In flashbacks, Martha recalls a series of disturbing events that led to her escape the cult: Martha became a member through her boyfriend, Watts. She was drugged and raped by Patrick in an initiation ritual, which she later facilitated for other incoming female members. Patrick would later urge her to kill a cat, which she refused to do. She subsequently began participating in burglaries with the other cultists, including one where they murdered a homeowner who walked in on them. After witnessing the murder, Martha had a mental breakdown before Patrick forcefully subdued her and berated her for her failing to follow the cult's ideals.

Lucy and Ted host a party at their home, inviting numerous friends from the city.
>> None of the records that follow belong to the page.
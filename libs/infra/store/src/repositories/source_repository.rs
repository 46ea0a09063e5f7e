// [libs/infra/store/src/repositories/source_repository.rs]
//! Water source CRUD and the active-sources-by-type lookup
//! `CalculatorDataSource::active_sources` needs.

use libsql::params;
use tracing::instrument;
use wbe_domain_models::source::{Source, SourceType};

use crate::client::StoreClient;
use crate::errors::StoreError;

pub struct SourceRepository {
    client: StoreClient,
}

impl SourceRepository {
    pub fn new(client: StoreClient) -> Self {
        Self { client }
    }

    #[instrument(skip(self))]
    pub async fn list(&self) -> Result<Vec<Source>, StoreError> {
        let conn = self.client.get_connection()?;
        let mut rows = conn.query("SELECT source_code, source_type, active, area_code FROM sources", ()).await?;
        let mut out = Vec::new();
        while let Some(row) = rows.next().await? {
            out.push(map_source(&row)?);
        }
        Ok(out)
    }

    #[instrument(skip(self))]
    pub async fn active_by_type(&self, source_type: SourceType) -> Result<Vec<Source>, StoreError> {
        let conn = self.client.get_connection()?;
        let mut rows = conn
            .query(
                "SELECT source_code, source_type, active, area_code FROM sources WHERE source_type = ?1 AND active = 1",
                params![source_type_tag(source_type)],
            )
            .await?;
        let mut out = Vec::new();
        while let Some(row) = rows.next().await? {
            out.push(map_source(&row)?);
        }
        Ok(out)
    }

    #[instrument(skip(self, source))]
    pub async fn upsert(&self, source: &Source) -> Result<(), StoreError> {
        let conn = self.client.get_connection()?;
        conn.execute(
            "INSERT INTO sources (source_code, source_type, active, area_code)
             VALUES (?1, ?2, ?3, ?4)
             ON CONFLICT(source_code) DO UPDATE SET
                source_type = excluded.source_type,
                active = excluded.active,
                area_code = excluded.area_code",
            params![source.source_code.clone(), source_type_tag(source.source_type), source.active as i64, source.area_code.clone()],
        )
        .await?;
        Ok(())
    }
}

fn source_type_tag(source_type: SourceType) -> &'static str {
    match source_type {
        SourceType::Surface => "surface",
        SourceType::Ground => "ground",
        SourceType::Underground => "underground",
        SourceType::Rainfall => "rainfall",
        SourceType::Return => "return",
    }
}

fn parse_source_type(tag: &str) -> Result<SourceType, StoreError> {
    match tag {
        "surface" => Ok(SourceType::Surface),
        "ground" => Ok(SourceType::Ground),
        "underground" => Ok(SourceType::Underground),
        "rainfall" => Ok(SourceType::Rainfall),
        "return" => Ok(SourceType::Return),
        other => Err(StoreError::MappingError(format!("unknown source_type '{other}'"))),
    }
}

fn map_source(row: &libsql::Row) -> Result<Source, StoreError> {
    let type_tag: String = row.get(1)?;
    Ok(Source {
        source_code: row.get(0)?,
        source_type: parse_source_type(&type_tag)?,
        active: row.get::<i64>(2)? != 0,
        area_code: row.get(3)?,
    })
}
Martha is visibly nervous during the gathering and has a psychotic episode when she misidentifies the bartender as a cult member, and needs to be sedated. Ted attempts to convince Lucy to send Martha to a psychiatric hospital, an idea Lucy rejects.
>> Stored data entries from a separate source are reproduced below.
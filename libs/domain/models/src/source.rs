// [libs/domain/models/src/source.rs]
//! Water source entities (surface, ground, underground, rainfall, return).

use serde::{Deserialize, Serialize};

#[derive(Debug, Clone, Copy, Serialize, Deserialize, PartialEq, Eq)]
pub enum SourceType {
    Surface,
    Ground,
    Underground,
    Rainfall,
    Return,
}

#[derive(Debug, Clone, Serialize, Deserialize, PartialEq)]
pub struct Source {
    pub source_code: String,
    pub source_type: SourceType,
    pub active: bool,
    pub area_code: String,
}
// [libs/infra/timeseries/src/in_memory.rs]
//! A fixture-style in-memory repository used by tests and by the CLI
//! when no external dataset is configured. Kept deliberately simple —
//! row storage and linear summation, no indexing — since the row
//! counts here are small (monthly granularity).

use chrono::{Datelike, NaiveDate};
use std::sync::RwLock;

use crate::repository::TimeSeriesRepository;

#[derive(Debug, Clone)]
struct Row {
    date: NaiveDate,
    field: String,
    facility_code: Option<String>,
    value: f64,
}

pub struct InMemoryTimeSeriesRepository {
    rows: RwLock<Vec<Row>>,
    source_path: RwLock<String>,
}

impl InMemoryTimeSeriesRepository {
    pub fn new(source_path: impl Into<String>) -> Self {
        Self {
            rows: RwLock::new(Vec::new()),
            source_path: RwLock::new(source_path.into()),
        }
    }

    pub fn push(&self, date: NaiveDate, field: &str, facility_code: Option<&str>, value: f64) {
        self.rows.write().expect("lock poisoned").push(Row {
            date,
            field: field.to_string(),
            facility_code: facility_code.map(|s| s.to_string()),
            value,
        });
    }

    /// Replaces the tracked source path, as if the underlying dataset
    /// had been repointed at a different file.
    pub fn set_source_path(&self, new_path: impl Into<String>) {
        *self.source_path.write().expect("lock poisoned") = new_path.into();
    }

    fn sum_matching(&self, date: NaiveDate, field: &str, facility_code: Option<&str>) -> Option<f64> {
        let rows = self.rows.read().expect("lock poisoned");
        let mut total = 0.0;
        let mut matched = false;
        for row in rows.iter() {
            if row.field != field || row.date.year() != date.year() || row.date.month() != date.month() {
                continue;
            }
            if row.facility_code.as_deref() != facility_code {
                continue;
            }
            total += row.value;
            matched = true;
        }
        matched.then_some(total)
    }
}

impl TimeSeriesRepository for InMemoryTimeSeriesRepository {
    fn get_value(&self, date: NaiveDate, field: &str) -> Option<f64> {
        self.sum_matching(date, field, None)
    }

    fn get_value_for_facility(&self, date: NaiveDate, field: &str, facility_code: &str) -> Option<f64> {
        self.sum_matching(date, field, Some(facility_code))
    }

    fn get_latest_date(&self) -> Option<NaiveDate> {
        self.rows.read().expect("lock poisoned").iter().map(|r| r.date).max()
    }

    fn current_source_path(&self) -> String {
        self.source_path.read().expect("lock poisoned").clone()
    }
}

#[cfg(test)]
mod tests {
    use super::*;

    #[test]
    fn sums_multiple_rows_within_the_same_month() {
        let repo = InMemoryTimeSeriesRepository::new("fixture.csv");
        repo.push(NaiveDate::from_ymd_opt(2024, 12, 1).unwrap(), "SRC-A", None, 100.0);
        repo.push(NaiveDate::from_ymd_opt(2024, 12, 15).unwrap(), "SRC-A", None, 50.0);
        assert_eq!(repo.get_value(NaiveDate::from_ymd_opt(2024, 12, 31).unwrap(), "SRC-A"), Some(150.0));
    }

    #[test]
    fn missing_field_returns_none_not_zero() {
        let repo = InMemoryTimeSeriesRepository::new("fixture.csv");
        assert_eq!(repo.get_value(NaiveDate::from_ymd_opt(2024, 12, 1).unwrap(), "SRC-MISSING"), None);
    }

    #[test]
    fn facility_scoped_lookup_ignores_unscoped_rows() {
        let repo = InMemoryTimeSeriesRepository::new("fixture.csv");
        repo.push(NaiveDate::from_ymd_opt(2024, 12, 1).unwrap(), "RAINFALL_MM", None, 10.0);
        repo.push(NaiveDate::from_ymd_opt(2024, 12, 1).unwrap(), "RAINFALL_MM", Some("TSF-NORTH"), 42.0);
        assert_eq!(
            repo.get_value_for_facility(NaiveDate::from_ymd_opt(2024, 12, 1).unwrap(), "RAINFALL_MM", "TSF-NORTH"),
            Some(42.0)
        );
    }

    #[test]
    fn source_path_change_is_observable() {
        let repo = InMemoryTimeSeriesRepository::new("a.xlsx");
        assert_eq!(repo.current_source_path(), "a.xlsx");
        repo.set_source_path("b.xlsx");
        assert_eq!(repo.current_source_path(), "b.xlsx");
    }
}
Later that night, Martha has a nightmare, concerning her moments with Patrick, and suffers a panic attack. Ted tries to calm her down, but Martha kicks him down the staircase. Lucy threatens to send Martha to a psychiatric hospital, to which Martha angrily responds that Lucy will be a terrible mother. The next day, Lucy and Martha somewhat reconcile, and Martha goes swimming. She sees a man watching her across the shore and leaves the water. When Martha departs the house with Lucy and Ted, she looks behind from the backseat of the car as another driver follows them.

Cast

Production
Sean Durkin started writing script of Martha Marcy May Marlene in 2007. When researching his script, Durkin read about what he calls "the big ones" of cults: Jonestown, the Manson family, the Unification Church of the United States and David Koresh. He realised he wanted to make something more experiential than political and downplayed the ideology and goals of the cult.

While researching, Durkin became fascinated by how someone gets into the farm or commune or group, and made a short film of the name Mary Last Seen about it starring Brady Corbet, who plays cult recruiter Watts in both the short and feature films. Mary Last Seen won the award for best short film at the 2010 Cannes Film Festival Directors' Fortnight. While Mary Last Seen was about how someone gets into the cult, Martha Marcy May Marlene was about what happens to someone when they get out of it. Durkin made the short to show the world Martha was in, and also with the intent to send it out with the script for Martha Marcy May Marlene to potential investors. Mary Last Seen was selected for the Sundance Film Festival, and Durkin was given a distribution deal with Fox Searchlight.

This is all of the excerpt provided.